Nesta corrente filosófica afirma-se a relação entre sujeito e objeto do conhecimento, ainda que não exista critério avaliador dessa relação, tampouco há preocupação com a verdade existente no conhecimento produzido, ou ainda sua abrangência: ela é absoluta; os objetos são apresentados absolutamente tanto no campo da percepção quanto da cognição.
Resumidamente, no dogmatismo aceitamos o mundo da forma exatamente como o percebemos, sem aprofundamentos. Quando nos deparamos com algo extraordinário à reação que temos é de minimizá-lo aos padrões que dominamos. Por exemplo, na Idade Média explicavam-se os fenômenos da natureza – raios; relâmpagos; tempestades; pestes e o mais – como sendo simplesmente obra de entidades místicas.

Cepticismo
O cepticismo pode ser dito como a doutrina filosófica que prega a incapacidade da mente humana de chegar, com certeza plena, a alguma verdade geral ou especulativa.
Enquanto no dogmatismo o sujeito é capaz de apreender o objeto, no cepticismo ele tornar-se incapaz. Ou seja, o conhecimento real do objeto se faz impraticável ao cepticista, ao qual o saber sobre tal é mera abstração, ou antes, entendimento relativo de cada indivíduo; por tal pensamento, o céptico se incapacita de apreender o objeto, afinal, em seu modo de pensar, o que ele vê como uma xícara, por exemplo, pode ser o que outro entenda como um prato, sem que haja, necessariamente, o descarte de uma das concepções: ambas estão igualmente certas, logo, não há verdade geral, única, sobre o objeto, e sim verdades relativas.
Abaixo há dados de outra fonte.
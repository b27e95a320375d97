//! Options for the interactive chat script.

use clap::builder::BoolishValueParser;
use clap::{ArgAction, Args};
use serde::Serialize;

use super::{parse_json_object, JsonObject};
use crate::cli::utils::parse_csv;
use crate::config::OptionGroup;
use crate::error::{ConfigError, Result};

#[derive(Debug, Clone, PartialEq, Args, Serialize)]
#[command(rename_all = "snake_case", next_help_heading = "Chat arguments")]
pub struct ChatArguments {
    // general settings
    /// Name of the pre-trained model
    #[arg(long, value_name = "MODEL")]
    pub model_name_or_path: String,

    /// Username to display in the chat interface
    #[arg(long)]
    pub user: Option<String>,

    /// System prompt
    #[arg(long)]
    pub system_prompt: Option<String>,

    /// Folder to save chat history
    #[arg(long, default_value = "./chat_history/", value_name = "DIR")]
    pub save_folder: String,

    /// Example prompts, usually set from a config file
    #[arg(long, value_name = "JSON", value_parser = parse_json_object)]
    pub examples: Option<JsonObject>,

    // generation settings
    /// Maximum number of tokens to generate
    #[arg(long, default_value_t = 256)]
    pub max_new_tokens: usize,

    /// Sample outputs during generation
    #[arg(long, action = ArgAction::Set, num_args = 0..=1, default_value_t = true,
          default_missing_value = "true", value_parser = BoolishValueParser::new())]
    pub do_sample: bool,

    /// Number of beams for beam search
    #[arg(long, default_value_t = 1)]
    pub num_beams: usize,

    /// Temperature parameter for generation
    #[arg(long, default_value_t = 1.0)]
    pub temperature: f64,

    /// Value of k for top-k sampling
    #[arg(long, default_value_t = 50)]
    pub top_k: usize,

    /// Value of p for nucleus sampling
    #[arg(long, default_value_t = 1.0)]
    pub top_p: f64,

    /// Repetition penalty
    #[arg(long, default_value_t = 1.0)]
    pub repetition_penalty: f64,

    /// EOS tokens that stop generation (comma-separated)
    #[arg(long, value_name = "TOKENS")]
    pub eos_tokens: Option<String>,

    /// EOS token ids that stop generation (comma-separated)
    #[arg(long, value_name = "IDS")]
    pub eos_token_ids: Option<String>,

    // model loading
    /// Model version to use (branch name, tag name or commit id)
    #[arg(long, default_value = "main")]
    pub model_revision: String,

    /// Trust remote code when loading a model
    #[arg(long, action = ArgAction::Set, num_args = 0..=1, default_value_t = false,
          default_missing_value = "true", value_parser = BoolishValueParser::new())]
    pub trust_remote_code: bool,

    /// Attention implementation (for example flash_attention_2)
    #[arg(long, value_name = "IMPL")]
    pub attn_implementation: Option<String>,

    /// Use 8 bit precision for the base model (LoRA only)
    #[arg(long, action = ArgAction::Set, num_args = 0..=1, default_value_t = false,
          default_missing_value = "true", value_parser = BoolishValueParser::new())]
    pub load_in_8bit: bool,

    /// Use 4 bit precision for the base model (LoRA only)
    #[arg(long, action = ArgAction::Set, num_args = 0..=1, default_value_t = false,
          default_missing_value = "true", value_parser = BoolishValueParser::new())]
    pub load_in_4bit: bool,

    /// Quantization type (fp4 or nf4)
    #[arg(long, default_value = "nf4")]
    pub bnb_4bit_quant_type: String,

    /// Use nested quantization
    #[arg(long, action = ArgAction::Set, num_args = 0..=1, default_value_t = false,
          default_missing_value = "true", value_parser = BoolishValueParser::new())]
    pub use_bnb_nested_quant: bool,
}

impl ChatArguments {
    /// EOS tokens split on commas, empty when unset.
    pub fn eos_token_list(&self) -> Vec<String> {
        parse_csv(self.eos_tokens.as_deref()).unwrap_or_default()
    }

    /// EOS token ids split on commas, empty when unset.
    pub fn eos_token_id_list(&self) -> Result<Vec<u32>> {
        parse_csv(self.eos_token_ids.as_deref())
            .unwrap_or_default()
            .iter()
            .map(|id| {
                id.parse::<u32>()
                    .map_err(|_| ConfigError::invalid("eos_token_ids", format!("`{id}` is not a token id")))
            })
            .collect()
    }
}

impl OptionGroup for ChatArguments {
    const NAME: &'static str = "chat";

    fn validate(&self) -> Result<()> {
        if self.load_in_8bit && self.load_in_4bit {
            return Err(ConfigError::invalid(
                "load_in_4bit",
                "8 bit and 4 bit precision cannot be used at the same time",
            ));
        }
        if !(self.top_p > 0.0 && self.top_p <= 1.0) {
            return Err(ConfigError::invalid("top_p", "must lie in range (0, 1]"));
        }
        if self.num_beams == 0 {
            return Err(ConfigError::invalid("num_beams", "must be positive"));
        }
        self.eos_token_id_list()?;
        Ok(())
    }
}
Esta doutrina filosófica pode aplicar-se em caráter universal ou circunscrever-se a um campo específico, por exemplo, metafísico; religioso; ético, et reliqua.
O cepticismo pirroniano ou absoluto, prega que é impossível o sujeito conhecer verdadeiramente qualquer coisa, pois, segundo este, nós não somos capazes de desenvolver um entendimento intelectual do objeto. Desta forma, desaconselha que se tente avaliar, entender, comparar e tirar conclusões sobre as coisas.
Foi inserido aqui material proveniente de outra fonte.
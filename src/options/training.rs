//! Generic training arguments shared by every trainer.

use clap::builder::BoolishValueParser;
use clap::{ArgAction, Args};
use serde::Serialize;

use super::{parse_json_object, JsonObject};
use crate::config::{GroupRole, OptionGroup};
use crate::error::{ConfigError, Result};

/// Hyperparameters and bookkeeping handed to the external trainer.
#[derive(Debug, Clone, PartialEq, Args, Serialize)]
#[command(rename_all = "snake_case", next_help_heading = "Training arguments")]
pub struct TrainingArguments {
    /// Directory where checkpoints and the final model are written
    #[arg(long, value_name = "DIR")]
    pub output_dir: String,

    /// Overwrite the content of the output directory
    #[arg(long, action = ArgAction::Set, num_args = 0..=1, default_value_t = false,
          default_missing_value = "true", value_parser = BoolishValueParser::new())]
    pub overwrite_output_dir: bool,

    /// Run evaluation on the eval split
    #[arg(long, action = ArgAction::Set, num_args = 0..=1, default_value_t = false,
          default_missing_value = "true", value_parser = BoolishValueParser::new())]
    pub do_eval: bool,

    /// Batch size per device during training
    #[arg(long, default_value_t = 8)]
    pub per_device_train_batch_size: usize,

    /// Batch size per device during evaluation
    #[arg(long, default_value_t = 8)]
    pub per_device_eval_batch_size: usize,

    /// Number of update steps to accumulate before a backward pass
    #[arg(long, default_value_t = 1)]
    pub gradient_accumulation_steps: usize,

    /// Initial learning rate
    #[arg(long, default_value_t = 5e-5)]
    pub learning_rate: f64,

    /// Weight decay applied to all layers except bias and norm weights
    #[arg(long, default_value_t = 0.0)]
    pub weight_decay: f64,

    /// Total number of training epochs
    #[arg(long, default_value_t = 3.0)]
    pub num_train_epochs: f64,

    /// Total number of training steps; overrides epochs when positive
    #[arg(long, default_value_t = -1, allow_negative_numbers = true)]
    pub max_steps: i64,

    /// Learning rate scheduler
    #[arg(long, default_value = "linear")]
    pub lr_scheduler_type: String,

    /// Fraction of total steps used for linear warmup
    #[arg(long, default_value_t = 0.0)]
    pub warmup_ratio: f64,

    /// Number of warmup steps; overrides the warmup ratio
    #[arg(long, default_value_t = 0)]
    pub warmup_steps: usize,

    /// Log every N update steps
    #[arg(long, default_value_t = 500)]
    pub logging_steps: usize,

    /// Evaluate every N update steps; defaults to the logging cadence
    #[arg(long)]
    pub eval_steps: Option<usize>,

    /// Save a checkpoint every N update steps
    #[arg(long, default_value_t = 500)]
    pub save_steps: usize,

    /// Random seed set at the beginning of training
    #[arg(long, default_value_t = 42)]
    pub seed: u64,

    /// Optimizer name
    #[arg(long, default_value = "adamw")]
    pub optim: String,

    /// Use bf16 mixed precision
    #[arg(long, action = ArgAction::Set, num_args = 0..=1, default_value_t = false,
          default_missing_value = "true", value_parser = BoolishValueParser::new())]
    pub bf16: bool,

    /// Use fp16 mixed precision
    #[arg(long, action = ArgAction::Set, num_args = 0..=1, default_value_t = false,
          default_missing_value = "true", value_parser = BoolishValueParser::new())]
    pub fp16: bool,

    /// Drop dataset columns the model forward does not accept
    #[arg(long, action = ArgAction::Set, num_args = 0..=1, default_value_t = true,
          default_missing_value = "true", value_parser = BoolishValueParser::new())]
    pub remove_unused_columns: bool,

    /// Integrations to report results and logs to
    #[arg(long, num_args = 1.., value_name = "NAME")]
    pub report_to: Vec<String>,

    /// Trade compute for memory by recomputing activations
    #[arg(long, action = ArgAction::Set, num_args = 0..=1, default_value_t = false,
          default_missing_value = "true", value_parser = BoolishValueParser::new())]
    pub gradient_checkpointing: bool,

    /// Keyword arguments for gradient checkpointing, as a JSON object
    #[arg(long, value_name = "JSON", value_parser = parse_json_object)]
    pub gradient_checkpointing_kwargs: Option<JsonObject>,
}

impl TrainingArguments {
    /// Eval cadence, falling back to the logging cadence.
    pub fn effective_eval_steps(&self) -> usize {
        self.eval_steps.unwrap_or(self.logging_steps)
    }
}

impl OptionGroup for TrainingArguments {
    const NAME: &'static str = "training";

    fn role(&mut self) -> GroupRole<'_> {
        GroupRole::Training(self)
    }

    fn validate(&self) -> Result<()> {
        if !(0.0..=1.0).contains(&self.warmup_ratio) {
            return Err(ConfigError::invalid("warmup_ratio", "must lie in range [0, 1]"));
        }
        if self.per_device_train_batch_size == 0 {
            return Err(ConfigError::invalid("per_device_train_batch_size", "must be positive"));
        }
        if self.gradient_accumulation_steps == 0 {
            return Err(ConfigError::invalid("gradient_accumulation_steps", "must be positive"));
        }
        if self.bf16 && self.fp16 {
            return Err(ConfigError::invalid("fp16", "cannot be combined with bf16"));
        }
        Ok(())
    }
}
O cepticismo mitigado, contudo, não estabelece a impossibilidade absoluta do conhecimento, porém como irrealizável a construção de um saber exato, de modo que não se pode afirmar, como no exemplo do segundo parágrafo, se um juízo é certo ou errado, mas apenas se ele é ou não verossímil.
No campo metafísico, esta doutrina nos diz que tudo aquilo que não é experimentável tornar-se incognoscível, portanto, devemos nos ater à experimentação, rechaçando as especulações. Por exemplo, Deus, a alma, o mundo espiritual não nos são sensíveis, tampouco acessíveis à capacidade humana de conhecer, de forma que sequer lhes podemos afirmar a existência.
Descartes no começo de seus estudos empregou um método a que denominou “Dúvida Metódica”, a qual consistia na crença de que o cepticismo é parte da inteligência humana essencialmente crítica e livre. O filósofo começa a pôr em dúvida a tudo, de forma a eliminar o falso e atingir o saber absolutamente verdadeiro.
Montaigne¹, no Renascimento, reformula um tanto a doutrina cepticista ao considerar a subjetividade de cada indivíduo, bem como a influência dos fatores sociais e culturais na construção das opiniões, conceitos e, assim, do próprio conhecimento.
É interessante destacar que, embora a crença sobre o homem ser intelectualmente incapaz de conhecer – a qual é essencialmente é uma contradição e um dos mais fortes argumentos contra o cepticismo absoluto, pois ao afirmar impossível o saber, já está por si expressando um conhecimento –, o cepticismo afirma a possibilidade de conhecer, ao passo que a coloca na dúvida, isto é, ao contrário do dogmatismo, esta doutrina problematiza a questão do conhecimento: preocupa-se com a epistemologia.

Considerações Finais
No introito argumentou-se sobre a validade do conhecimento, se somos ou não capazes, enquanto seres racionais, de obtermos a verdade absoluta. Obter a verdade plena implica em afirmarmos que o mundo é tal como o descrevemos, de forma que não existem outras possibilidades ou implicações para as coisas que já definimos: elas são tais como as vemos.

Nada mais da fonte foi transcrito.